Писемский — честный дюжинный реалист, талантливый художник, но неглубокий мыслитель.

Вероятно, лучшую характеристику творчеству Писемского дал Достоевский, ещё при начальном знакомстве с романом «Тысяча душ» писавший (М.М. Достоевскому в мае 1858 г.):

«Это только посредственность, и хотя золотая, но только всё-таки посредственность. Есть ли хоть один новый характер, созданный, никогда не являвшийся? Всё это уже было и явилось давно у наших писателей-новаторов, особенно у Гоголя. Это всё старые темы на новый лад. Превосходная клейка по чужим образцам»[386].

Верно, хоть и не очень лестно для писателя. Так было, так и осталось до последнего романа.

Важнейшее же — Писемский слишком поработил себя дурному воззрению на жизнь, но не мог отыскать ничего, что могло бы одолеть такое воззрение.

И ещё: когда у писателя в его образной системе русские патриоты и православные сплошь дурны, а персонажи добрые — неверы, придерживающиеся либерально-критических взглядов на россию, тут уже тенденция определённая вполне.

Этим писатель был обречён на идеализацию ложных путей бытия. То, что это оказался масонский соблазн, — в общем-то, случайность.

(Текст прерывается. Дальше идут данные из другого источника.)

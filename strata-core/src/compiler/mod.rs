//! Front end: units, syntax trees, parsing and per-unit results

pub mod ast;
pub mod lexer;
pub mod parser;
pub mod result;
pub mod tree;
pub mod unit;

pub use result::{Category, CompilationResult, Diagnostic, Severity};
pub use tree::{DeclarationTree, TreeState, UnitScope};
pub use unit::SourceUnit;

Могло бы и иное быть, да вот это под руку подвернулось.

Угнетённое состояние психики, в котором Писемский доживал жизнь, и которое стало причиною смерти писателя, было следствием того, что так несомненно отразилось в творчестве его. Урок своего рода.


[381] Писарев Д. И. Сочинения. Т. 1. М., 1955. С. 189.

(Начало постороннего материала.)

//! Strata Config - Pure configuration data structures
//!
//! This crate contains only data structures, no logic or global state.
//! It serves as the shared configuration vocabulary across all Strata crates.

use serde::Deserialize;

/// Diagnostic/log verbosity, ordered from most restrictive to most permissive
#[derive(Clone, Copy, Debug, PartialEq, Eq, PartialOrd, Ord, Hash, Default, Deserialize)]
#[serde(rename_all = "lowercase")]
pub enum LogLevel {
    Off,
    #[default]
    Error,
    Warn,
    Info,
    Debug,
    Trace,
}

impl LogLevel {
    /// Get the string name of the level
    pub fn as_str(&self) -> &'static str {
        match self {
            LogLevel::Off => "off",
            LogLevel::Error => "error",
            LogLevel::Warn => "warn",
            LogLevel::Info => "info",
            LogLevel::Debug => "debug",
            LogLevel::Trace => "trace",
        }
    }

    /// Parse a level name (case-insensitive). "silent" is accepted as `Off`.
    pub fn parse(s: &str) -> Option<Self> {
        match s.to_lowercase().as_str() {
            "off" | "silent" => Some(LogLevel::Off),
            "error" => Some(LogLevel::Error),
            "warn" | "warning" => Some(LogLevel::Warn),
            "info" => Some(LogLevel::Info),
            "debug" => Some(LogLevel::Debug),
            "trace" => Some(LogLevel::Trace),
            _ => None,
        }
    }

    /// Whether this level lets through more than `other` does
    pub fn is_more_permissive_than(&self, other: LogLevel) -> bool {
        *self > other
    }
}

/// Configuration for one batch compilation run
///
/// Immutable for the duration of a run.
#[derive(Debug, Clone, PartialEq)]
pub struct CompilerConfig {
    /// Discard syntactically invalid units before deep processing
    pub tolerant: bool,
    /// Diagnostic threshold; anything more permissive than `Error` forces tolerant filtering
    pub diagnostic_level: LogLevel,
    /// Problems recorded per unit before further ones are only counted
    pub max_problems_per_unit: usize,
}

impl CompilerConfig {
    /// Strict configuration: every unit goes through the full pipeline
    pub fn strict() -> Self {
        Self::default()
    }

    /// Tolerant configuration: units with syntax errors are dropped up front
    pub fn tolerant() -> Self {
        Self {
            tolerant: true,
            ..Self::default()
        }
    }

    /// Whether the syntax prefilter runs for this configuration
    pub fn filters_syntax_errors(&self) -> bool {
        self.tolerant || self.diagnostic_level.is_more_permissive_than(LogLevel::Error)
    }
}

impl Default for CompilerConfig {
    fn default() -> Self {
        Self {
            tolerant: false,
            diagnostic_level: LogLevel::Error,
            max_problems_per_unit: 100,
        }
    }
}

/// Pipeline phase enum for phase-specific configuration and log targets
#[derive(Clone, Copy, Debug, PartialEq, Eq, PartialOrd, Ord, Hash)]
pub enum Phase {
    Parse,
    Bind,
    FaultIn,
    Verify,
    Resolve,
    Analyze,
}

impl Phase {
    /// All phases in pipeline order
    pub const ALL: [Phase; 6] = [
        Phase::Parse,
        Phase::Bind,
        Phase::FaultIn,
        Phase::Verify,
        Phase::Resolve,
        Phase::Analyze,
    ];

    /// Get the string name of the phase
    pub fn as_str(&self) -> &'static str {
        match self {
            Phase::Parse => "parser",
            Phase::Bind => "binder",
            Phase::FaultIn => "fault_in",
            Phase::Verify => "verifier",
            Phase::Resolve => "resolver",
            Phase::Analyze => "flow",
        }
    }

    /// Log target used for records emitted by this phase
    pub fn target(&self) -> &'static str {
        match self {
            Phase::Parse => "strata::parser",
            Phase::Bind => "strata::binder",
            Phase::FaultIn => "strata::fault_in",
            Phase::Verify => "strata::verifier",
            Phase::Resolve => "strata::resolver",
            Phase::Analyze => "strata::flow",
        }
    }
}

/// `compiler` section of a project manifest
#[derive(Debug, Clone, Default, PartialEq, Deserialize)]
pub struct ManifestCompiler {
    pub tolerant: Option<bool>,
    pub log_level: Option<String>,
    pub max_problems_per_unit: Option<usize>,
}

/// Project manifest (`strata.json`)
#[derive(Debug, Clone, Default, PartialEq, Deserialize)]
pub struct ProjectManifest {
    /// Source files or directories, relative to the manifest
    pub sources: Vec<String>,
    /// Roots searched for units that are referenced but not in the batch
    #[serde(default)]
    pub sourcepath: Vec<String>,
    pub compiler: Option<ManifestCompiler>,
}

impl ProjectManifest {
    /// Build the compiler configuration described by the manifest
    pub fn compiler_config(&self) -> CompilerConfig {
        let defaults = CompilerConfig::default();
        let section = self.compiler.clone().unwrap_or_default();
        CompilerConfig {
            tolerant: section.tolerant.unwrap_or(defaults.tolerant),
            diagnostic_level: section
                .log_level
                .as_deref()
                .and_then(LogLevel::parse)
                .unwrap_or(defaults.diagnostic_level),
            max_problems_per_unit: section
                .max_problems_per_unit
                .unwrap_or(defaults.max_problems_per_unit),
        }
    }
}

#[cfg(test)]
mod tests {
    use super::*;

    #[test]
    fn test_default_compiler_config() {
        let cfg = CompilerConfig::default();
        assert!(!cfg.tolerant);
        assert_eq!(cfg.diagnostic_level, LogLevel::Error);
        assert_eq!(cfg.max_problems_per_unit, 100);
        assert!(!cfg.filters_syntax_errors());
    }

    #[test]
    fn test_tolerant_filters() {
        assert!(CompilerConfig::tolerant().filters_syntax_errors());
    }

    #[test]
    fn test_permissive_level_forces_filtering() {
        let cfg = CompilerConfig {
            diagnostic_level: LogLevel::Warn,
            ..CompilerConfig::strict()
        };
        assert!(cfg.filters_syntax_errors());

        let quiet = CompilerConfig {
            diagnostic_level: LogLevel::Off,
            ..CompilerConfig::strict()
        };
        assert!(!quiet.filters_syntax_errors());
    }

    #[test]
    fn test_level_parse() {
        assert_eq!(LogLevel::parse("WARN"), Some(LogLevel::Warn));
        assert_eq!(LogLevel::parse("silent"), Some(LogLevel::Off));
        assert_eq!(LogLevel::parse("loud"), None);
        assert!(LogLevel::Trace.is_more_permissive_than(LogLevel::Debug));
    }

    #[test]
    fn test_phase_as_str() {
        assert_eq!(Phase::Parse.as_str(), "parser");
        assert_eq!(Phase::Analyze.target(), "strata::flow");
        assert_eq!(Phase::ALL.len(), 6);
    }

    #[test]
    fn test_manifest_deserialize() {
        let manifest: ProjectManifest = serde_json::from_str(
            r#"{
                "sources": ["src"],
                "compiler": { "tolerant": true, "log_level": "info" }
            }"#,
        )
        .unwrap();

        assert_eq!(manifest.sources, vec!["src".to_string()]);
        assert!(manifest.sourcepath.is_empty());

        let cfg = manifest.compiler_config();
        assert!(cfg.tolerant);
        assert_eq!(cfg.diagnostic_level, LogLevel::Info);
        assert_eq!(cfg.max_problems_per_unit, 100);
    }

    #[test]
    fn test_manifest_without_compiler_section() {
        let manifest: ProjectManifest =
            serde_json::from_str(r#"{ "sources": ["a.strata"], "sourcepath": ["lib"] }"#).unwrap();
        assert_eq!(manifest.compiler_config(), CompilerConfig::default());
        assert_eq!(manifest.sourcepath, vec!["lib".to_string()]);
    }
}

[382] Здесь и далее ссылки на произведения Писемского даются непосредственно в тексте по изданию: Писемский А. Ф. Собр. соч. в девяти томах. М., 1959; с указанием тома и страницы в круглых скобках.

[383] Писемский А. Ф. Письма. М.-Л., 1936. С. 391-392.

[384] Преподобного отца нашего АВВЫ ДОРОФЕЯ душеполезные поучения. Свято-Троицкая Сергиева лавра. 1900. С. 188.

[385] Преподобного отца нашего АВВЫ ДОРОФЕЯ душеполезные поучения. Свято-Троицкая Сергиева лавра. 1900. С. 144.

[386] Достоевский Ф. М. Т. 28, кн. 1. С. 312.